- _Task description_:
In the records below, find each line containing the word "insert" and copy it.

(Records from a collection)
------------------------------------
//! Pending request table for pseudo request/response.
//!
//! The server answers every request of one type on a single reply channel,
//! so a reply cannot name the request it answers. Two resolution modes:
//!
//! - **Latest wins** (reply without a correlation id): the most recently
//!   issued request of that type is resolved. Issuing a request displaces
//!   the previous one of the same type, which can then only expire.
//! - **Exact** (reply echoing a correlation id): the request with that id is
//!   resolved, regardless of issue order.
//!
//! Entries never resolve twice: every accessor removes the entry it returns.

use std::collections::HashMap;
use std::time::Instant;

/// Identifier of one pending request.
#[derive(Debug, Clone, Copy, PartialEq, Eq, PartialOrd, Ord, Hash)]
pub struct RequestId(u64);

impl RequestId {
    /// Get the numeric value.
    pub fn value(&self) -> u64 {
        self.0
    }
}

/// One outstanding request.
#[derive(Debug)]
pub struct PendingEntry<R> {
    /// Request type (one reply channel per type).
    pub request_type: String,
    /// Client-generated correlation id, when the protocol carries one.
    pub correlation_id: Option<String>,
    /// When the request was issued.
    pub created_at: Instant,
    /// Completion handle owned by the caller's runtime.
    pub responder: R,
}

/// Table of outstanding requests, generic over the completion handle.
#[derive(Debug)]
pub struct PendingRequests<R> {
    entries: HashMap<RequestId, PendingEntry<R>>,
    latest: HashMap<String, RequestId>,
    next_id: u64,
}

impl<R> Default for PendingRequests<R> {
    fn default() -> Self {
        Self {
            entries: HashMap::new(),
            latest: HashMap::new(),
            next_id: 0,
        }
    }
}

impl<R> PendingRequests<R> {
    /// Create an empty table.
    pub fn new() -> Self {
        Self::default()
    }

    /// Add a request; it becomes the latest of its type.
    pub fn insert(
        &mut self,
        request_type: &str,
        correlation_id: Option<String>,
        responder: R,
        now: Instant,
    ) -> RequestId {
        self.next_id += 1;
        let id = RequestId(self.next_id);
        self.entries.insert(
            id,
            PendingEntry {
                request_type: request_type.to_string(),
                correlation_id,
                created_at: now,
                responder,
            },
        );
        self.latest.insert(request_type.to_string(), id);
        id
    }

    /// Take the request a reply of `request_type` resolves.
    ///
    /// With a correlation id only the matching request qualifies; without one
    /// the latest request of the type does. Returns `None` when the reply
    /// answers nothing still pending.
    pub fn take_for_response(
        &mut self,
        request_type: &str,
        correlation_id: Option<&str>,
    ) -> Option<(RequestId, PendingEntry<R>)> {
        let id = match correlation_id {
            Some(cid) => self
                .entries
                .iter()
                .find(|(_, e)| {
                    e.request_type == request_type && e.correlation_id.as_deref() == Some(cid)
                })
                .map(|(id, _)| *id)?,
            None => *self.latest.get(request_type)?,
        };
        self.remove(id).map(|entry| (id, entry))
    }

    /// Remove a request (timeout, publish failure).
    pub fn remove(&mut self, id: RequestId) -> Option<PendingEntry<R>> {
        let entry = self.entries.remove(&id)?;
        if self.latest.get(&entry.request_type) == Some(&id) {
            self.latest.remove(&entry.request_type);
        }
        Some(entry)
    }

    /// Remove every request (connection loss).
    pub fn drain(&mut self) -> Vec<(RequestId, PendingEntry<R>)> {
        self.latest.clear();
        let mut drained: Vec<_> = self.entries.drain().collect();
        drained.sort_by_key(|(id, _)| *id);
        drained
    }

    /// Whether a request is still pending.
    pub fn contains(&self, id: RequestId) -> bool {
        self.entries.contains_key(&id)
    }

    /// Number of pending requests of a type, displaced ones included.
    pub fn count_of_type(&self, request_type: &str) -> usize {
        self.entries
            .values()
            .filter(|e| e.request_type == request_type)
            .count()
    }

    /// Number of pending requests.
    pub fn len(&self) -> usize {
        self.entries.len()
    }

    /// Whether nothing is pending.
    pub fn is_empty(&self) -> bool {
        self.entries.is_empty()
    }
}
------------------------------------
- _Exercise solution_:
    pub fn insert(
        self.entries.insert(
        self.latest.insert(request_type.to_string(), id);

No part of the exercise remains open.